** Data follows **

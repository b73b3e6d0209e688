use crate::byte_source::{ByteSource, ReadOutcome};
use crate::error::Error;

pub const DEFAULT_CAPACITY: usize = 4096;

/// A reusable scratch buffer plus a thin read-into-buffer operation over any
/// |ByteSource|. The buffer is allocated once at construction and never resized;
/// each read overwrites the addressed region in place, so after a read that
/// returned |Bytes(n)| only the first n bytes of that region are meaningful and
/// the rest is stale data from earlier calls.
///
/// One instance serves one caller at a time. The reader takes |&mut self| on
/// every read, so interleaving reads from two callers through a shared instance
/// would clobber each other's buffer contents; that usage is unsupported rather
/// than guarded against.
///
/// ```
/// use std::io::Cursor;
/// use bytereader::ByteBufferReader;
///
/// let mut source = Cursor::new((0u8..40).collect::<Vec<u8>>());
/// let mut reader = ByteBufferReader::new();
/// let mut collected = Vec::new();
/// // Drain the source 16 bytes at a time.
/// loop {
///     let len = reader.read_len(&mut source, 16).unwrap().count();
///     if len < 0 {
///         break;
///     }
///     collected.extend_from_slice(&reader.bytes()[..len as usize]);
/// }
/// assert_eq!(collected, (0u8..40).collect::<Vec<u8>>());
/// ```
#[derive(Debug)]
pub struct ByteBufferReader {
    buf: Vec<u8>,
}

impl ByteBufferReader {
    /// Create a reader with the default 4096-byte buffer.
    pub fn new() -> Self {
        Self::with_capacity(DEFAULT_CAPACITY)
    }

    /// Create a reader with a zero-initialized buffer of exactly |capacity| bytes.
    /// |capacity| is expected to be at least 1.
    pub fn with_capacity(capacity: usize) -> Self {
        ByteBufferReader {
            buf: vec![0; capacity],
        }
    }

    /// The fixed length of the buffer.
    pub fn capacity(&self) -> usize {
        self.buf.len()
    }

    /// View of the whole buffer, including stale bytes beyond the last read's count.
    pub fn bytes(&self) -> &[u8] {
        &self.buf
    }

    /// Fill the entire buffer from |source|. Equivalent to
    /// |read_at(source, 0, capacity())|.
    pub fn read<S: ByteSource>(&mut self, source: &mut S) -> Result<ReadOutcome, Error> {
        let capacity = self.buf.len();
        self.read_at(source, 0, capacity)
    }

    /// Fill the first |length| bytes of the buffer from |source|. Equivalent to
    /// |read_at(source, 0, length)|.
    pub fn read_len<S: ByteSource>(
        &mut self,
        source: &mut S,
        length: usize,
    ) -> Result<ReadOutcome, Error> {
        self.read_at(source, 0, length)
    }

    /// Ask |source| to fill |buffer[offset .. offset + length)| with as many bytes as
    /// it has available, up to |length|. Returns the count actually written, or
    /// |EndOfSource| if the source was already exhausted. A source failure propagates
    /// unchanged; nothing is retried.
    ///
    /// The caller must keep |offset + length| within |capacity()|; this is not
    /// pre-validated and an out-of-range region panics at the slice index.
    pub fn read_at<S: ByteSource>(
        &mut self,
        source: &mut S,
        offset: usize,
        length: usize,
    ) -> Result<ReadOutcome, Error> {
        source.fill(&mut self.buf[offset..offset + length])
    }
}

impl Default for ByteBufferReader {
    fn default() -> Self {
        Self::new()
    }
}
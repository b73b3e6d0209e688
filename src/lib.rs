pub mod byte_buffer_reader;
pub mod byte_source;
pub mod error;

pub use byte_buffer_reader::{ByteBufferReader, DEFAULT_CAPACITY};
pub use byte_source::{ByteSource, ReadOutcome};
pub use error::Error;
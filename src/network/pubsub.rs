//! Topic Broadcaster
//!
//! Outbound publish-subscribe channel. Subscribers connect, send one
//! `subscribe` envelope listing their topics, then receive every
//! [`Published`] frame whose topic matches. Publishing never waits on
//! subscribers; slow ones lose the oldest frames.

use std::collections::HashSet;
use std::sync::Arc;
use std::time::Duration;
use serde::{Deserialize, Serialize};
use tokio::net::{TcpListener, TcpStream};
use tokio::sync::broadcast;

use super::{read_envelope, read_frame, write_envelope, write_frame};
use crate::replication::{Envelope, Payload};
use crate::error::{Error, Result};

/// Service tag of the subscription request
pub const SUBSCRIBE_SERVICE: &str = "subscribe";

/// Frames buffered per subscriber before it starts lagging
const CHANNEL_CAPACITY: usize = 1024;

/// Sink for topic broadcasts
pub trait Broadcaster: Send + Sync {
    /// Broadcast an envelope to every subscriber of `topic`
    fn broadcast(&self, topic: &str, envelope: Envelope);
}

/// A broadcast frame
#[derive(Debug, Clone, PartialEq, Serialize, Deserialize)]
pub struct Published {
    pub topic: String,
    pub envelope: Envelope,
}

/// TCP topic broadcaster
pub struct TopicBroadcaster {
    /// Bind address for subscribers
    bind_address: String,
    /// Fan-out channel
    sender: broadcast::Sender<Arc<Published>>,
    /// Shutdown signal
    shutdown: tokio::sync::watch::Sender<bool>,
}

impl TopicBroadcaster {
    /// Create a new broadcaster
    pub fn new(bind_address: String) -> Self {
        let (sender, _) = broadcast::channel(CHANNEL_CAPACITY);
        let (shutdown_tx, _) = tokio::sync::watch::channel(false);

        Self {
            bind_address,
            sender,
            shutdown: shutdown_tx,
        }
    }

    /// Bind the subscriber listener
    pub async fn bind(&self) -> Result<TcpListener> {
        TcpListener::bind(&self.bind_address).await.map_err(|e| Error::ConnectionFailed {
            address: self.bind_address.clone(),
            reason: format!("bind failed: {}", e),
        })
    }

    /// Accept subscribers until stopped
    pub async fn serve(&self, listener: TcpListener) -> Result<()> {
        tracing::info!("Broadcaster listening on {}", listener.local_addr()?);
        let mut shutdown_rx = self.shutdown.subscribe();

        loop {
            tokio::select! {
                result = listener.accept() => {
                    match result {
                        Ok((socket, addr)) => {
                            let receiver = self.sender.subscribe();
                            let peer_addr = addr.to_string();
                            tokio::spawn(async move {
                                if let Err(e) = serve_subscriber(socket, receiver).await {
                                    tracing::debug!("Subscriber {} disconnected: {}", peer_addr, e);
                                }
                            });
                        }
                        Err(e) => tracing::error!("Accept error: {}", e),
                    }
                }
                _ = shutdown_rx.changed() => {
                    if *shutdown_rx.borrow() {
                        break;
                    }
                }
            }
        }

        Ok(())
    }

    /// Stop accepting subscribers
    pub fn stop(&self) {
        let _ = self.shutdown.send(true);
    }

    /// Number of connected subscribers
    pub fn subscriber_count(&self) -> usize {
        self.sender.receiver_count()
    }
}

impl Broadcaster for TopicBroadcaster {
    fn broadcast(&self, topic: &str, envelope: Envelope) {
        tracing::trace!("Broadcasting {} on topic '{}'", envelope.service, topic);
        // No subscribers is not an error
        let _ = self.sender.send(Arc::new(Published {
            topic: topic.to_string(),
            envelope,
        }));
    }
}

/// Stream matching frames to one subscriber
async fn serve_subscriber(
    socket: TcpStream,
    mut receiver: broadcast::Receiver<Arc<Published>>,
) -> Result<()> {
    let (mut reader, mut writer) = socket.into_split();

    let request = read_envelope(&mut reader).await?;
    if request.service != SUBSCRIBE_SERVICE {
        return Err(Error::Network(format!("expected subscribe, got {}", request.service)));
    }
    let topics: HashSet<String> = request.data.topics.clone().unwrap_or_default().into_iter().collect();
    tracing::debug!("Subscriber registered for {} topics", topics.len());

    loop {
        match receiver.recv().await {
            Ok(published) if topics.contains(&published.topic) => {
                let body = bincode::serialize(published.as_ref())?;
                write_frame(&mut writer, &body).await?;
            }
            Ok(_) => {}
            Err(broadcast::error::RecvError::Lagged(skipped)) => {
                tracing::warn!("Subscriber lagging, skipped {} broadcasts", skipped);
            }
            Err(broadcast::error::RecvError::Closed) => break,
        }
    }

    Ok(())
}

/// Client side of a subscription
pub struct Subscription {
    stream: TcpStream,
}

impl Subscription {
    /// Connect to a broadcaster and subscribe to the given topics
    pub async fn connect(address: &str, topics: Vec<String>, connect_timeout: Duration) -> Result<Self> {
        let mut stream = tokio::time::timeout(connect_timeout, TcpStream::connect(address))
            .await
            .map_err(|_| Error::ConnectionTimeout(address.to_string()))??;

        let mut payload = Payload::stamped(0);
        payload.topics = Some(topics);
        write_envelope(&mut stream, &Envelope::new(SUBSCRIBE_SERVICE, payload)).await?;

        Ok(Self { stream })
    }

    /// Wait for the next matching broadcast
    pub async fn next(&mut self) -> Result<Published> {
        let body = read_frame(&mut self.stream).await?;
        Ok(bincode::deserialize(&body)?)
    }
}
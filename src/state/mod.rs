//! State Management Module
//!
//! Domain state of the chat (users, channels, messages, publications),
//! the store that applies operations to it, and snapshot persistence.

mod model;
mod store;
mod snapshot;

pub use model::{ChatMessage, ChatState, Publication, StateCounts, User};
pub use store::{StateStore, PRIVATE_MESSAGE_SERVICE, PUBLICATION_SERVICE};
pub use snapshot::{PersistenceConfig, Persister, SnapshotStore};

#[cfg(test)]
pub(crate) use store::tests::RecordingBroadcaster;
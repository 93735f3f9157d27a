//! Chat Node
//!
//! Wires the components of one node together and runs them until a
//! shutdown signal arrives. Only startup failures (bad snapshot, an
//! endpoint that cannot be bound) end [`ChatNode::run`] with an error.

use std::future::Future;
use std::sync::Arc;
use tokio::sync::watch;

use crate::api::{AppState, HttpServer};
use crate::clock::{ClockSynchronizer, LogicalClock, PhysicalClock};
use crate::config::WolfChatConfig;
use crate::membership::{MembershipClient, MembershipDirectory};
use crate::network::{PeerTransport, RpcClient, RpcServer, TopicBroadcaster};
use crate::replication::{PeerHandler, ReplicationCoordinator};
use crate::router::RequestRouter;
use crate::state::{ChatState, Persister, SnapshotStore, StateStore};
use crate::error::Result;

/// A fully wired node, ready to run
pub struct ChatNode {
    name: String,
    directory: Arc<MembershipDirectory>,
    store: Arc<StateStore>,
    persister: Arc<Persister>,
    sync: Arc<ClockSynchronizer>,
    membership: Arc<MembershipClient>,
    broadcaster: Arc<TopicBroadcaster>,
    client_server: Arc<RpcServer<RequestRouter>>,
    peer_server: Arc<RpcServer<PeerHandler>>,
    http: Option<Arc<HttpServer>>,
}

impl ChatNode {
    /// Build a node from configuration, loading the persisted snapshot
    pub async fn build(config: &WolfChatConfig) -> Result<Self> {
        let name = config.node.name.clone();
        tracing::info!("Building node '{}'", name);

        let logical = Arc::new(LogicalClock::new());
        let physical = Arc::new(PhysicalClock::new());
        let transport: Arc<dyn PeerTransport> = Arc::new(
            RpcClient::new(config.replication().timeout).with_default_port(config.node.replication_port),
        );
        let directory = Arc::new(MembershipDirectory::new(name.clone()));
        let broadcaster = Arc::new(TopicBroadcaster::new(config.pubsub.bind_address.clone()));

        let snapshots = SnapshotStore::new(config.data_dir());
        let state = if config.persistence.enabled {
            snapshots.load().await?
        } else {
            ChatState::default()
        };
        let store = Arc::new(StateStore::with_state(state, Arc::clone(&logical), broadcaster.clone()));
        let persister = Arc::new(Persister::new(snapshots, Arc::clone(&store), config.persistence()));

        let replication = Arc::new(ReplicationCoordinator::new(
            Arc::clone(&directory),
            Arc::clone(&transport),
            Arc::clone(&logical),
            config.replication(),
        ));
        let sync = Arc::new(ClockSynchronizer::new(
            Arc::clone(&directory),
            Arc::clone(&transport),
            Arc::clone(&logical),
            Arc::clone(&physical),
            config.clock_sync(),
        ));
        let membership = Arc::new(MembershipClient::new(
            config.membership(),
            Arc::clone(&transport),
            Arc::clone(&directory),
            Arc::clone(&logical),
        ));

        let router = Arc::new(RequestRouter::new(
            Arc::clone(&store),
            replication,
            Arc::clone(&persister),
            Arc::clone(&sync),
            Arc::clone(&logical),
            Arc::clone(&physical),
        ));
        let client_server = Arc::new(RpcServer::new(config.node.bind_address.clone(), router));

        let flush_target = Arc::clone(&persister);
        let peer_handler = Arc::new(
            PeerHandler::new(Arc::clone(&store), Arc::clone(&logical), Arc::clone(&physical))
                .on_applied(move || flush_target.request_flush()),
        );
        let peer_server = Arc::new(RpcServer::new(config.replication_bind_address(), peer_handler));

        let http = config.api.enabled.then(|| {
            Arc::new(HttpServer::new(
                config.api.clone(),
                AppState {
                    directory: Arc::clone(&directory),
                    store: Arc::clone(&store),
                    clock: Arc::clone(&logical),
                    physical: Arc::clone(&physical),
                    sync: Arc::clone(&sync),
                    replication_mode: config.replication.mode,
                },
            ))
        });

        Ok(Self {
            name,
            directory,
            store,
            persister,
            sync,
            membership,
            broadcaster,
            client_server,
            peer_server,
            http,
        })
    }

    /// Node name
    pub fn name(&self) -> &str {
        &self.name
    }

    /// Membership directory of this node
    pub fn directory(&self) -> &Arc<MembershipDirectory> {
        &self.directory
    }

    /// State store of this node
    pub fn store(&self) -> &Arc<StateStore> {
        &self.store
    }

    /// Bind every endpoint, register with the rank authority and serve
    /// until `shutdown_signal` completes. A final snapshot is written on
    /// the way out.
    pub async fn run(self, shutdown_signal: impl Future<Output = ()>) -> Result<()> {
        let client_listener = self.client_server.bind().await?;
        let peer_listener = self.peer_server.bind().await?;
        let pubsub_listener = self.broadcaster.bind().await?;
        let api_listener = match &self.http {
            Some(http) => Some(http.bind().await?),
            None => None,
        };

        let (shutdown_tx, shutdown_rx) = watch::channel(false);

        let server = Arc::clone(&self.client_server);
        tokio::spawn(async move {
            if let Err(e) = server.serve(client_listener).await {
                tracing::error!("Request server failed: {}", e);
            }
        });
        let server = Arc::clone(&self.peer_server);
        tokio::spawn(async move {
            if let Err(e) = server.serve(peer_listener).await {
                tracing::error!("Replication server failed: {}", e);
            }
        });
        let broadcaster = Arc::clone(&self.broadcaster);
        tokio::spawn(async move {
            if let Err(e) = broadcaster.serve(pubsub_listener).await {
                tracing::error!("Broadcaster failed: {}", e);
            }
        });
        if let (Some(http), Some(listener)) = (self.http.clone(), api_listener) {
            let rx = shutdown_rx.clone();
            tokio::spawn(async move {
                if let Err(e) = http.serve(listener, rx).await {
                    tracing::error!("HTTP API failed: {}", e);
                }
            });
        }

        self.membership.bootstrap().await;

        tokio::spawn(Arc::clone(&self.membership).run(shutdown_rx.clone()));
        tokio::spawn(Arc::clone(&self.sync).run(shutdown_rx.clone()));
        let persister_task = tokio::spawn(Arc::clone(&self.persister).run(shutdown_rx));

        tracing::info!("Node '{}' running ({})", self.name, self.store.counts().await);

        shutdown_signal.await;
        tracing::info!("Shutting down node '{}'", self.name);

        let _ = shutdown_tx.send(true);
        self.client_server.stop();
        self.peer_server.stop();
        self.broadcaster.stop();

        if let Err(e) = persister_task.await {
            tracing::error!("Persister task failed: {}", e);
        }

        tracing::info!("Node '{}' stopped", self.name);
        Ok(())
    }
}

** End of Data **

What are the lines above, starting at the one with "let (mut reader, mut" and ending at the one with "let body = bincode::serialize(published.as_ref())?;"? Give them again exactly, and only them.

• Response for this exercise:
    let (mut reader, mut writer) = socket.into_split();

    let request = read_envelope(&mut reader).await?;
    if request.service != SUBSCRIBE_SERVICE {
        return Err(Error::Network(format!("expected subscribe, got {}", request.service)));
    }
    let topics: HashSet<String> = request.data.topics.clone().unwrap_or_default().into_iter().collect();
    tracing::debug!("Subscriber registered for {} topics", topics.len());

    loop {
        match receiver.recv().await {
            Ok(published) if topics.contains(&published.topic) => {
                let body = bincode::serialize(published.as_ref())?;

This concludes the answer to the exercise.